Original Link: https://www.anandtech.com/show/1751



Intel CPU Roadmap Update

We have a small update to the Intel desktop roadmap, and not much has really changed. Everything from our last update remains the same, and it's basically business as usual. So what's new? We'll start off with the most interesting area in our view, the dual core units. As usual, we'll highlight the updates and additions.

Intel Desktop Performance Roadmap
Processor Core Name Clock Speed Socket Launch Date
??? Conroe ??? ??? 2H'06
Pentium D >= 950 Presler ??? LGA 775 Q2'06
Pentium D 950 Presler 3.4 2x2MB LGA 775 Q1'06
Pentium D 940 Presler 3.2 2x2MB LGA 775 Q1'06
Pentium D 930 Presler 3.0 2x2MB LGA 775 Q1'06
Pentium D 920 Presler 2.8 2x2MB LGA 775 Q1'06

We already covered the arrival of the Presler Pentium D cores last month (and Smithfield has been available for a few months).

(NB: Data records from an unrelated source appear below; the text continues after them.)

//! Common test fixtures and helpers
//!
//! Usage in test files:
//! ```ignore
//! mod common;
//! use common::TestProject;
//! ```

// Each test binary uses a different subset of these helpers
#![allow(dead_code)]

use std::path::Path;

use tempfile::TempDir;

use codegraph::{Assembler, CancelFlag, CodeGraph, Extractor, Store};

/// Build a graph directly from in-memory sources (no disk round trip).
pub fn build_graph(files: &[(&str, &str)]) -> CodeGraph {
    let extractor = Extractor::new().expect("extractor");
    let structures = files
        .iter()
        .map(|(file, src)| {
            extractor
                .extract_source(file, src)
                .unwrap_or_else(|e| panic!("extract {file}: {e}"))
        })
        .collect();
    Assembler::new(Extractor::new().expect("extractor"), CancelFlag::new())
        .build_from_structures(structures)
        .expect("build")
}

/// A store in a temp directory, populated from in-memory sources.
///
/// Wraps a `Store` with its backing `TempDir`, ensuring the directory
/// lives as long as the store is in use.
pub struct TestStore {
    pub store: Store,
    _dir: TempDir,
}

impl TestStore {
    pub fn new(files: &[(&str, &str)]) -> Self {
        let graph = build_graph(files);
        let dir = TempDir::new().expect("Failed to create temp dir");
        let store = Store::open(&dir.path().join("graph.db")).expect("Failed to open store");
        store.save_graph(&graph).expect("Failed to save graph");
        Self { store, _dir: dir }
    }
}

impl std::ops::Deref for TestStore {
    type Target = Store;

    fn deref(&self) -> &Self::Target {
        &self.store
    }
}

/// An on-disk Go project in a temp directory, for CLI and full-build tests.
pub struct TestProject {
    pub dir: TempDir,
}

impl TestProject {
    pub fn new(files: &[(&str, &str)]) -> Self {
        let dir = TempDir::new().expect("Failed to create temp dir");
        for (file, src) in files {
            let path = dir.path().join(file);
            if let Some(parent) = path.parent() {
                std::fs::create_dir_all(parent).expect("mkdir");
            }
            std::fs::write(&path, src).expect("write fixture");
        }
        Self { dir }
    }

    pub fn root(&self) -> &Path {
        self.dir.path()
    }

    pub fn write(&self, file: &str, src: &str) {
        let path = self.dir.path().join(file);
        if let Some(parent) = path.parent() {
            std::fs::create_dir_all(parent).expect("mkdir");
        }
        std::fs::write(&path, src).expect("write fixture");
    }

    pub fn remove(&self, file: &str) {
        std::fs::remove_file(self.dir.path().join(file)).expect("remove fixture");
    }
}
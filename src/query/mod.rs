//! Query engine: the single `query(request) → response` operation
//!
//! Validates the request shape, resolves the target, dispatches to the
//! store's recursive SQL, assembles results (dedup, caps, filters,
//! context), and stamps response metadata. Each storage operation runs
//! under its own read-only transaction; cancellation is observed at
//! transaction boundaries.
//!
//! Split into submodules:
//! - `types` — request/response contract
//! - `results` — result assembly pipeline
//! - `path` — in-memory BFS for shortest paths
//! - `impact` — three-phase impact aggregation

mod impact;
mod path;
mod results;
pub mod types;

pub use types::{
    ImpactSummary, QueryError, QueryOp, QueryRequest, QueryResponse, QueryResult,
    ResponseMetadata, DEFAULT_CONTEXT_LINES, DEFAULT_DEPTH, DEFAULT_MAX_PER_LEVEL,
    DEFAULT_MAX_RESULTS, MAX_CONTEXT_LINES, MAX_DEPTH,
};

use std::collections::HashMap;
use std::time::Instant;

use crate::cancel::CancelFlag;
use crate::store::{NodeRow, Store, TraversalRow};

use results::{build_results, context_for, Assembled, Tagged};

pub(crate) use results::like_to_regex;

/// Stateless view over a persisted graph
///
/// Holds no state beyond the store handle; multiple engines (and multiple
/// concurrent queries through one engine) are safe because every operation
/// takes its own read-only snapshot.
pub struct QueryEngine<'a> {
    store: &'a Store,
    cancel: CancelFlag,
}

impl<'a> QueryEngine<'a> {
    pub fn new(store: &'a Store, cancel: CancelFlag) -> Self {
        Self { store, cancel }
    }

    /// Execute one query.
    pub fn query(&self, req: &QueryRequest) -> Result<QueryResponse, QueryError> {
        let started = Instant::now();
        req.validate()?;
        self.cancel.check()?;
        let _span = tracing::info_span!(
            "query",
            operation = %req.operation,
            target = %req.target
        )
        .entered();

        let response = match req.operation {
            QueryOp::Callers => {
                let target = self.store.resolve_function_target(&req.target)?;
                let rows = self.store.traverse_callers(&target, req.depth())?;
                self.respond(req, self.assemble(rows, req)?, None, None, started)
            }
            QueryOp::Callees => {
                let target = self.store.resolve_function_target(&req.target)?;
                let rows = self.store.traverse_callees(&target, req.depth())?;
                self.respond(req, self.assemble(rows, req)?, None, None, started)
            }
            QueryOp::Dependencies => {
                let rows = self.store.package_dependencies(&req.target)?;
                self.respond(req, self.assemble(rows, req)?, None, None, started)
            }
            QueryOp::Dependents => {
                let rows = self.store.package_dependents(&req.target)?;
                self.respond(req, self.assemble(rows, req)?, None, None, started)
            }
            QueryOp::TypeUsages => {
                let rows = self.store.type_usages(&req.target)?;
                self.respond(req, self.assemble(rows, req)?, None, None, started)
            }
            QueryOp::Implementations => {
                let target = self
                    .store
                    .resolve_type_target(&req.target)?
                    .map(|t| t.id)
                    .unwrap_or_else(|| req.target.clone());
                let rows = self.store.implementations(&target)?;
                self.respond(req, self.assemble(rows, req)?, None, None, started)
            }
            QueryOp::Path => self.query_path(req, started)?,
            QueryOp::Impact => {
                let (tagged, summary) = impact::run_impact(self.store, req)?;
                let assembled = build_results(tagged, req, self.store)?;
                self.respond(req, assembled, None, Some(summary), started)
            }
        };
        self.cancel.check()?;
        Ok(response)
    }

    fn assemble(&self, rows: Vec<TraversalRow>, req: &QueryRequest) -> Result<Assembled, QueryError> {
        build_results(rows.into_iter().map(Tagged::plain).collect(), req, self.store)
    }

    /// Shortest call path: load the depth-bounded reachable edge set, BFS in
    /// memory, hydrate the discovered id sequence. Scope and excludes are
    /// not honored here.
    fn query_path(&self, req: &QueryRequest, started: Instant) -> Result<QueryResponse, QueryError> {
        let to_raw = req.to.as_deref().unwrap_or_default();
        let from = self.store.resolve_function_target(&req.target)?;
        let to = self.store.resolve_function_target(to_raw)?;

        let edges = self.store.reachable_call_edges(&from, req.depth())?;
        let Some(ids) = path::shortest_path(&edges, &from, &to, req.depth()) else {
            let suggestion = format!(
                "No call path from '{from}' to '{to}' within {} hops. Try a larger depth (max {MAX_DEPTH}).",
                req.depth()
            );
            return Ok(self.respond(
                req,
                Assembled {
                    results: Vec::new(),
                    total_found: 0,
                    truncated: false,
                    truncated_at_depth: None,
                },
                Some(suggestion),
                None,
                started,
            ));
        };

        let by_id: HashMap<String, NodeRow> = self
            .store
            .function_nodes_by_ids(&ids)?
            .into_iter()
            .map(|n| (n.id.clone(), n))
            .collect();

        // Results ordered by position along the path; depth is the position
        let mut result_rows = Vec::with_capacity(ids.len());
        for (position, id) in ids.iter().enumerate() {
            let Some(node) = by_id.get(id) else {
                tracing::warn!(id, "Path node missing from functions table");
                continue;
            };
            let context = context_for(self.store, req, node);
            result_rows.push(QueryResult {
                id: node.id.clone(),
                kind: node.kind.clone(),
                name: node.name.clone(),
                file: node.file.clone(),
                module_path: node.module_path.clone(),
                start_line: node.start_line,
                end_line: node.end_line,
                depth: position as u32,
                matched_type: None,
                impact_type: None,
                severity: None,
                context,
            });
        }

        let total_found = result_rows.len();
        let truncated = result_rows.len() > req.max_results();
        if truncated {
            result_rows.truncate(req.max_results());
        }

        Ok(self.respond(
            req,
            Assembled {
                results: result_rows,
                total_found,
                truncated,
                truncated_at_depth: None,
            },
            None,
            None,
            started,
        ))
    }

    fn respond(
        &self,
        req: &QueryRequest,
        assembled: Assembled,
        suggestion: Option<String>,
        summary: Option<ImpactSummary>,
        started: Instant,
    ) -> QueryResponse {
        QueryResponse {
            operation: req.operation.to_string(),
            target: req.target.clone(),
            total_found: assembled.total_found,
            total_returned: assembled.results.len(),
            results: assembled.results,
            truncated: assembled.truncated,
            truncated_at_depth: assembled.truncated_at_depth,
            suggestion,
            summary,
            metadata: ResponseMetadata {
                took_ms: started.elapsed().as_millis() as u64,
                source: "graph",
            },
        }
    }
}
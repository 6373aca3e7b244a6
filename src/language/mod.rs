//! Language registry for the extraction front-end
//!
//! Each supported source language contributes a [`LanguageDef`] carrying its
//! tree-sitter grammar, file-extension mapping, and test-file convention.
//! The extractor depends only on this contract, so adding a language means
//! adding a definition here and an AST walker in `extract/` — nothing else
//! in the core changes.

use std::collections::HashMap;
use std::sync::LazyLock;

pub mod go;

/// A language definition with all parsing configuration
pub struct LanguageDef {
    /// Language name (e.g., "go")
    pub name: &'static str,
    /// Function to get the tree-sitter grammar
    pub grammar: fn() -> tree_sitter::Language,
    /// File extensions for this language
    pub extensions: &'static [&'static str],
    /// Suffix identifying test files (e.g., "_test.go")
    pub test_file_suffix: &'static str,
    /// Package key for files in the repository root
    pub root_package: &'static str,
}

impl LanguageDef {
    /// Whether a relative file path names a test file in this language.
    pub fn is_test_file(&self, file: &str) -> bool {
        file.ends_with(self.test_file_suffix)
    }
}

/// Supported languages
#[derive(Debug, Clone, Copy, PartialEq, Eq, Hash)]
pub enum Language {
    Go,
}

impl Language {
    pub fn def(&self) -> &'static LanguageDef {
        match self {
            Language::Go => go::definition(),
        }
    }

    /// Get the tree-sitter grammar for this language
    pub fn grammar(&self) -> tree_sitter::Language {
        (self.def().grammar)()
    }

    /// Look up a language by file extension
    pub fn from_extension(ext: &str) -> Option<Language> {
        REGISTRY.by_extension.get(ext).copied()
    }
}

impl std::fmt::Display for Language {
    fn fmt(&self, f: &mut std::fmt::Formatter<'_>) -> std::fmt::Result {
        f.write_str(self.def().name)
    }
}

impl std::str::FromStr for Language {
    type Err = String;
    fn from_str(s: &str) -> Result<Self, Self::Err> {
        match s {
            "go" => Ok(Language::Go),
            other => Err(format!("Unknown language: '{other}'")),
        }
    }
}

/// Global language registry
pub static REGISTRY: LazyLock<LanguageRegistry> = LazyLock::new(LanguageRegistry::new);

/// Registry of all supported languages
pub struct LanguageRegistry {
    by_extension: HashMap<&'static str, Language>,
}

impl LanguageRegistry {
    fn new() -> Self {
        let mut by_extension = HashMap::new();
        for lang in [Language::Go] {
            for ext in lang.def().extensions {
                by_extension.insert(*ext, lang);
            }
        }
        Self { by_extension }
    }

    /// All file extensions the registry can parse
    pub fn supported_extensions(&self) -> impl Iterator<Item = &'static str> + '_ {
        self.by_extension.keys().copied()
    }
}

#[cfg(test)]
mod tests {
    use super::*;

    #[test]
    fn test_go_registered_by_extension() {
        assert_eq!(Language::from_extension("go"), Some(Language::Go));
        assert_eq!(Language::from_extension("rs"), None);
    }

    #[test]
    fn test_language_round_trip() {
        let lang: Language = "go".parse().unwrap();
        assert_eq!(lang.to_string(), "go");
        assert!("cobol".parse::<Language>().is_err());
    }

    #[test]
    fn test_test_file_suffix() {
        let def = Language::Go.def();
        assert!(def.is_test_file("pkg/server/handler_test.go"));
        assert!(!def.is_test_file("pkg/server/handler.go"));
        assert!(!def.is_test_file("pkg/server/test_helpers.go"));
    }
}
use anyhow::Result;

fn main() -> Result<()> {
    codegraph::cli::run()
}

The chips will be dual core 65nm parts with EM64T, VT, EIST, and XD. If you're not familiar with those acronyms, here's the recap:

  • EM64T adds 64-bit support and is the Intel equivalent of AMD64.
  • XD provides some protection against buffer overflow attacks, again matching up to AMD's NX (No-eXecute) technology.
  • VT stands for Virtualization Technology and provides hardware level support for running multiple OSes concurrently on a single computer.

As we mentioned in our recent AMD roadmap update, it was only possible to run multiple OSes concurrenty in the past through such third party tools as VMware, and the hardware support should increase the performance quite a bit. As with the other technologies mentioned, VT has an AMD counterpart, dubbed Pacifica. The remaining technology warrants further explanation.

EIST stands for Enhanced Intel Speedstep Technology, which allows the processors to throttle down to lower clock speeds and voltages when idle and thus conserve power. The version of EIST in the Presler core should be superior to that of the Smithfield core as it will also be available on the 2.8 GHz model. Current EIST on Pentium and Pentium D chips reduces the clock speed to 2.8 GHz, making it a useless feature for a chip that runs at 2.8 GHz by default. We don't have any specific details on the new EIST, but we hope that it will offer more benefits than a static clock speed and voltage reduction. Ideally, we'd like to see something like AMD's Cool and Quiet where all lower CPU multipliers are unlocked - that's what Intel has in their Pentium M chips as well. Overclockers in particular like to have such control; however, Intel may or may not offer that degree of tuning.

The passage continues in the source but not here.